Development of a practical high frequency brain-computer interface based on steady-state visual evoked potentials using a single channel of EEG

Brain-computer interfaces based on steady-state visual evoked potentials have recently gained increasing attention due to high performance and minimal user training. Stimulus frequencies in the range of 4-60 Hz have been used in these systems. However, eye fatigue when looking at low-frequency flickering lights, higher risk of induced epileptic seizure for medium-frequency flickers, and low signal amplitude for high-frequency flickers complicate appropriate selection of flickering frequencies. Here, different flicker frequencies were evaluated for development of a brain-computer interface speller that ensures user's comfort as well as the system's efficiency.

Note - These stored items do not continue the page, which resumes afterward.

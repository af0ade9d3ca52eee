//! The room registry: every registered room, in creation order.
//!
//! Iteration order is creation order, which is what makes quick-play's
//! first-fit scan deterministic. Not thread-safe by itself; the registry
//! is owned by the coordinator task.

use std::collections::HashMap;

use matchforge_protocol::{RoomId, RoomSnapshot};

use crate::Room;

/// Exclusive owner of all [`Room`] records.
#[derive(Debug, Default)]
pub struct RoomRegistry {
    rooms: HashMap<RoomId, Room>,
    /// Creation order of the keys in `rooms`.
    order: Vec<RoomId>,
}

impl RoomRegistry {
    /// Creates an empty registry.
    pub fn new() -> Self {
        Self::default()
    }

    /// Registers a room under its id, replacing nothing.
    ///
    /// Returns `false` (and drops `room`) if the id is already taken.
    pub fn insert(&mut self, room: Room) -> bool {
        let room_id = room.room_id().clone();
        if self.rooms.contains_key(&room_id) {
            tracing::warn!(%room_id, "refusing to register duplicate room id");
            return false;
        }
        self.order.push(room_id.clone());
        self.rooms.insert(room_id, room);
        true
    }

    /// Destroys a room, returning its final record.
    pub fn remove(&mut self, room_id: &RoomId) -> Option<Room> {
        let room = self.rooms.remove(room_id)?;
        self.order.retain(|id| id != room_id);
        Some(room)
    }

    pub fn get(&self, room_id: &RoomId) -> Option<&Room> {
        self.rooms.get(room_id)
    }

    pub fn get_mut(&mut self, room_id: &RoomId) -> Option<&mut Room> {
        self.rooms.get_mut(room_id)
    }

    pub fn contains(&self, room_id: &RoomId) -> bool {
        self.rooms.contains_key(room_id)
    }

    /// Rooms in creation order.
    pub fn iter(&self) -> impl Iterator<Item = &Room> {
        self.order.iter().filter_map(|id| self.rooms.get(id))
    }

    /// First room, in creation order, that quick-play may join.
    ///
    /// Deliberately first-fit: the earliest open room wins even if a
    /// fuller one exists.
    pub fn find_open(&self, activity: Option<&str>) -> Option<&RoomId> {
        self.iter()
            .find(|room| room.is_open_for(activity))
            .map(Room::room_id)
    }

    /// Snapshots of every room open for joining, optionally for one activity.
    pub fn list_open(&self, activity: Option<&str>) -> Vec<RoomSnapshot> {
        self.iter()
            .filter(|room| room.is_open_for(activity))
            .map(Room::snapshot)
            .collect()
    }

    /// Snapshots of every registered room, whatever its status.
    pub fn snapshots(&self) -> Vec<RoomSnapshot> {
        self.iter().map(Room::snapshot).collect()
    }

    pub fn len(&self) -> usize {
        self.rooms.len()
    }

    pub fn is_empty(&self) -> bool {
        self.rooms.is_empty()
    }
}
//! Delayed room lifecycle transitions for Matchforge.
//!
//! Two timers drive a room's life besides client requests:
//!
//! - the **waiting timeout**, armed when a room is created, which closes a
//!   room still `waiting` after the delay
//! - the **cleanup timer**, armed when a room empties, which destroys a
//!   room still `cleanup-pending` after the grace period
//!
//! Timers are never cancelled. A fired timer is a [`Transition`] carrying
//! only the room id and the [`TimerKind`]; whoever owns the rooms checks
//! [`Transition::is_due`] against the room's *current* status and treats
//! anything else as a stale no-op. That makes "room refilled before the
//! cleanup fired" and "room already destroyed" the same easy case.
//!
//! # Integration
//!
//! The receiver half is meant to sit in the coordinator's `select!` loop:
//!
//! ```ignore
//! let (scheduler, mut fired) = LifecycleScheduler::new(delays);
//! loop {
//!     tokio::select! {
//!         Some(cmd) = commands.recv() => { /* client events */ }
//!         Some(transition) = fired.recv() => {
//!             let status = rooms.get(&transition.room_id).map(Room::status);
//!             if transition.is_due(status) { /* act */ }
//!         }
//!     }
//! }
//! ```

use std::fmt;
use std::sync::Arc;
use std::sync::atomic::{AtomicUsize, Ordering};
use std::time::Duration;

use matchforge_protocol::{CloseReason, RoomId, RoomStatus};
use tokio::sync::mpsc;
use tokio::time::Instant;
use tracing::{debug, trace};

// ---------------------------------------------------------------------------
// Timer kinds
// ---------------------------------------------------------------------------

/// Which delayed transition fired.
#[derive(Debug, Clone, Copy, PartialEq, Eq, Hash)]
pub enum TimerKind {
    /// Armed on creation; closes rooms that never moved on.
    WaitingTimeout,
    /// Armed when a room empties; destroys it after the grace period.
    Cleanup,
}

impl TimerKind {
    /// The status the room must still be in for the fire to act.
    pub fn expected_status(self) -> RoomStatus {
        match self {
            Self::WaitingTimeout => RoomStatus::Waiting,
            Self::Cleanup => RoomStatus::CleanupPending,
        }
    }

    /// What members still seated are told when the room closes.
    pub fn close_reason(self) -> CloseReason {
        match self {
            Self::WaitingTimeout => CloseReason::Timeout,
            Self::Cleanup => CloseReason::Empty,
        }
    }
}

impl fmt::Display for TimerKind {
    fn fmt(&self, f: &mut fmt::Formatter<'_>) -> fmt::Result {
        match self {
            Self::WaitingTimeout => f.write_str("waiting-timeout"),
            Self::Cleanup => f.write_str("cleanup"),
        }
    }
}

/// A timer that has fired. Captures the room id, never a room snapshot.
#[derive(Debug, Clone, PartialEq, Eq)]
pub struct Transition {
    pub room_id: RoomId,
    pub kind: TimerKind,
}

impl Transition {
    /// `true` if the room, as it is *now*, is still in the state that armed
    /// this timer. `current` is `None` when the room no longer exists.
    pub fn is_due(&self, current: Option<RoomStatus>) -> bool {
        current == Some(self.kind.expected_status())
    }
}

// ---------------------------------------------------------------------------
// Scheduler
// ---------------------------------------------------------------------------

/// Delays for the two lifecycle timers.
#[derive(Debug, Clone, Copy, PartialEq, Eq)]
pub struct LifecycleDelays {
    pub waiting_timeout: Duration,
    pub cleanup_delay: Duration,
}

impl Default for LifecycleDelays {
    fn default() -> Self {
        Self {
            waiting_timeout: Duration::from_secs(5 * 60),
            cleanup_delay: Duration::from_secs(10),
        }
    }
}

impl LifecycleDelays {
    /// The delay used for `kind`.
    pub fn delay_for(&self, kind: TimerKind) -> Duration {
        match kind {
            TimerKind::WaitingTimeout => self.waiting_timeout,
            TimerKind::Cleanup => self.cleanup_delay,
        }
    }
}

/// Arms lifecycle timers on the Tokio clock.
///
/// Cheap to clone; every clone delivers into the same receiver.
#[derive(Debug, Clone)]
pub struct LifecycleScheduler {
    delays: LifecycleDelays,
    fired: mpsc::UnboundedSender<Transition>,
    armed: Arc<AtomicUsize>,
}

impl LifecycleScheduler {
    /// Creates a scheduler and the receiver its transitions arrive on.
    pub fn new(
        delays: LifecycleDelays,
    ) -> (Self, mpsc::UnboundedReceiver<Transition>) {
        let (fired, rx) = mpsc::unbounded_channel();
        let scheduler = Self {
            delays,
            fired,
            armed: Arc::new(AtomicUsize::new(0)),
        };
        (scheduler, rx)
    }

    /// Number of timers armed and not yet fired.
    pub fn armed(&self) -> usize {
        self.armed.load(Ordering::Relaxed)
    }

    /// Arms `kind` for `room_id`. Must be called inside a Tokio runtime.
    ///
    /// The deadline is taken when this is called, not when the timer task
    /// first runs.
    ///
    /// There is no handle and no cancellation: the fire is re-validated
    /// by the receiver instead.
    pub fn arm(&self, room_id: RoomId, kind: TimerKind) {
        let delay = self.delays.delay_for(kind);
        let deadline = Instant::now() + delay;
        let fired = self.fired.clone();
        let armed = Arc::clone(&self.armed);
        armed.fetch_add(1, Ordering::Relaxed);

        debug!(%room_id, timer = %kind, ?delay, "timer armed");

        tokio::spawn(async move {
            tokio::time::sleep_until(deadline).await;
            armed.fetch_sub(1, Ordering::Relaxed);
            trace!(%room_id, timer = %kind, "timer fired");
            if fired.send(Transition { room_id, kind }).is_err() {
                trace!("transition receiver dropped, discarding fire");
            }
        });
    }
}
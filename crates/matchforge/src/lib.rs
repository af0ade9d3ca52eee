//! # Matchforge
//!
//! Real-time matchmaking and room coordination over WebSockets.
//!
//! Clients connect, pick a display name, and create, join, or quick-play
//! into short-lived rooms for an activity. Once seated they can relay
//! opaque messages to their roommates. Rooms that never fill time out,
//! and rooms that empty are destroyed after a short grace period.
//!
//! All matchmaking state lives in one coordinator task; connection
//! handlers talk to it over channels, so no registry is ever locked.
//!
//! ## Quick Start
//!
//! ```rust,no_run
//! use matchforge::prelude::*;
//!
//! # async fn start() -> Result<(), MatchforgeError> {
//! let server = MatchforgeServer::builder()
//!     .bind("0.0.0.0:8080")
//!     .path("/matchmaker")
//!     .build()
//!     .await?;
//! server.run().await
//! # }
//! ```

mod coordinator;
mod error;
mod handler;
mod matchmaker;
mod relay;
mod server;

pub use coordinator::CoordinatorHandle;
pub use error::MatchforgeError;
pub use matchmaker::{ANY_ACTIVITY, Matchmaker, MatchmakerStats};
pub use relay::{broadcast_membership_change, broadcast_room_update};
pub use server::{MatchforgeServer, MatchforgeServerBuilder};

pub mod prelude {
    pub use crate::{
        CoordinatorHandle, MatchforgeError, MatchforgeServer, MatchforgeServerBuilder,
        MatchmakerStats,
    };
    pub use matchforge_lifecycle::{LifecycleDelays, TimerKind, Transition};
    pub use matchforge_protocol::{
        ClientEvent, CloseReason, Codec, ConnectionId, Inbound, JsonCodec, MemberInfo,
        Outbound, RoomId, RoomSnapshot, RoomStatus, ServerEvent, Settings,
    };
    pub use matchforge_room::{RoomConfig, RoomError};
    pub use matchforge_session::{SessionConfig, SessionError};
}
//! `MatchforgeServer` builder and accept loop.
//!
//! This is the entry point for running a matchmaker. It ties together all
//! the layers: transport → protocol → coordinator → matchmaker.

use matchforge_protocol::JsonCodec;
use matchforge_room::RoomConfig;
use matchforge_session::SessionConfig;
use matchforge_transport::{Transport, WebSocketTransport};

use crate::MatchforgeError;
use crate::coordinator::{self, CoordinatorHandle};
use crate::handler::handle_connection;

/// Builder for configuring and starting a Matchforge server.
///
/// # Example
///
/// ```rust,no_run
/// use matchforge::prelude::*;
///
/// # async fn start() -> Result<(), MatchforgeError> {
/// let server = MatchforgeServer::builder()
///     .bind("0.0.0.0:8080")
///     .path("/matchmaker")
///     .build()
///     .await?;
/// server.run().await
/// # }
/// ```
pub struct MatchforgeServerBuilder {
    bind_addr: String,
    path: Option<String>,
    room_config: RoomConfig,
    session_config: SessionConfig,
}

impl MatchforgeServerBuilder {
    /// Creates a new builder with default settings.
    pub fn new() -> Self {
        Self {
            bind_addr: "127.0.0.1:8080".to_string(),
            path: None,
            room_config: RoomConfig::default(),
            session_config: SessionConfig::default(),
        }
    }

    /// Sets the address to bind the server to.
    pub fn bind(mut self, addr: &str) -> Self {
        self.bind_addr = addr.to_string();
        self
    }

    /// Only accepts WebSocket upgrades on this URL path.
    pub fn path(mut self, path: &str) -> Self {
        self.path = Some(path.to_string());
        self
    }

    /// Sets room capacities, id length, and lifecycle delays.
    pub fn room_config(mut self, config: RoomConfig) -> Self {
        self.room_config = config;
        self
    }

    /// Sets the limits applied to names, relayed messages, and connection
    /// liveness.
    pub fn session_config(mut self, config: SessionConfig) -> Self {
        self.session_config = config;
        self
    }

    /// Binds the listener and starts the coordinator task.
    ///
    /// Uses `JsonCodec` and `WebSocketTransport`.
    pub async fn build(self) -> Result<MatchforgeServer, MatchforgeError> {
        let mut transport = WebSocketTransport::bind(&self.bind_addr).await?;
        if let Some(path) = self.path {
            transport = transport.with_path(path);
        }

        let session = self.session_config.validated();
        let coordinator = coordinator::spawn(self.room_config.validated(), session.clone());

        Ok(MatchforgeServer {
            transport,
            coordinator,
            codec: JsonCodec,
            session,
        })
    }
}

impl Default for MatchforgeServerBuilder {
    fn default() -> Self {
        Self::new()
    }
}

/// A bound Matchforge server.
///
/// Call [`run()`](Self::run) to start accepting connections.
pub struct MatchforgeServer {
    transport: WebSocketTransport,
    coordinator: CoordinatorHandle,
    codec: JsonCodec,
    session: SessionConfig,
}

impl MatchforgeServer {
    /// Creates a new builder.
    pub fn builder() -> MatchforgeServerBuilder {
        MatchforgeServerBuilder::new()
    }

    /// Returns the local address the server is bound to.
    pub fn local_addr(&self) -> std::io::Result<std::net::SocketAddr> {
        self.transport.local_addr()
    }

    /// A handle for querying the coordinator (e.g. for a health endpoint).
    pub fn handle(&self) -> CoordinatorHandle {
        self.coordinator.clone()
    }

    /// Runs the server accept loop.
    ///
    /// Accepts incoming sockets and spawns a handler task for each. The
    /// WebSocket upgrade runs on that task, never on this loop.
    /// Runs until the process is terminated.
    pub async fn run(mut self) -> Result<(), MatchforgeError> {
        tracing::info!("matchforge server running");

        loop {
            match self.transport.accept().await {
                Ok(pending) => {
                    let coordinator = self.coordinator.clone();
                    let codec = self.codec;
                    let session = self.session.clone();
                    tokio::spawn(async move {
                        if let Err(e) = handle_connection(pending, coordinator, codec, session).await
                        {
                            tracing::debug!(error = %e, "connection ended with error");
                        }
                    });
                }
                Err(e) => {
                    tracing::warn!(error = %e, "accept failed");
                }
            }
        }
    }
}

A frequency detection algorithm was also proposed based on Least Absolute Shrinkage and Selection Operator estimate that provides excellent accuracy using only a single channel of EEG. After evaluation of the SSVEP responses in the range of 6-60 Hz, three stimulus frequency sets of 30-35, 35-40 and 40-45 Hz were adopted and the system's performance and corresponding eye fatigue were compared. While the accuracy of the asynchronous speller for all three stimulus frequency sets was close to the maximum (average 97.6%), repeated measures ANOVA demonstrated that the typing speed for 30-35 Hz (8.09 char/min) and 35-40 Hz (8.33 char/min) are not significantly different, but are significantly higher than for 40-45 Hz (6.28 char/min). On the other hand, the average eye fatigue scale for 35-40 Hz (80%) is comparable to that for 40-45 Hz (85%), but very higher than for 30-35 Hz (60%). Therefore, 35-40 Hz range was proposed for the system which resulted in 99.2% accuracy and 67.1 bit/min information transfer rate. (C) 2017 Nalecz Institute of Biocybernetics and Biomedical Engineering of the Polish Academy of Sciences. Published by Elsevier B.V. All rights reserved.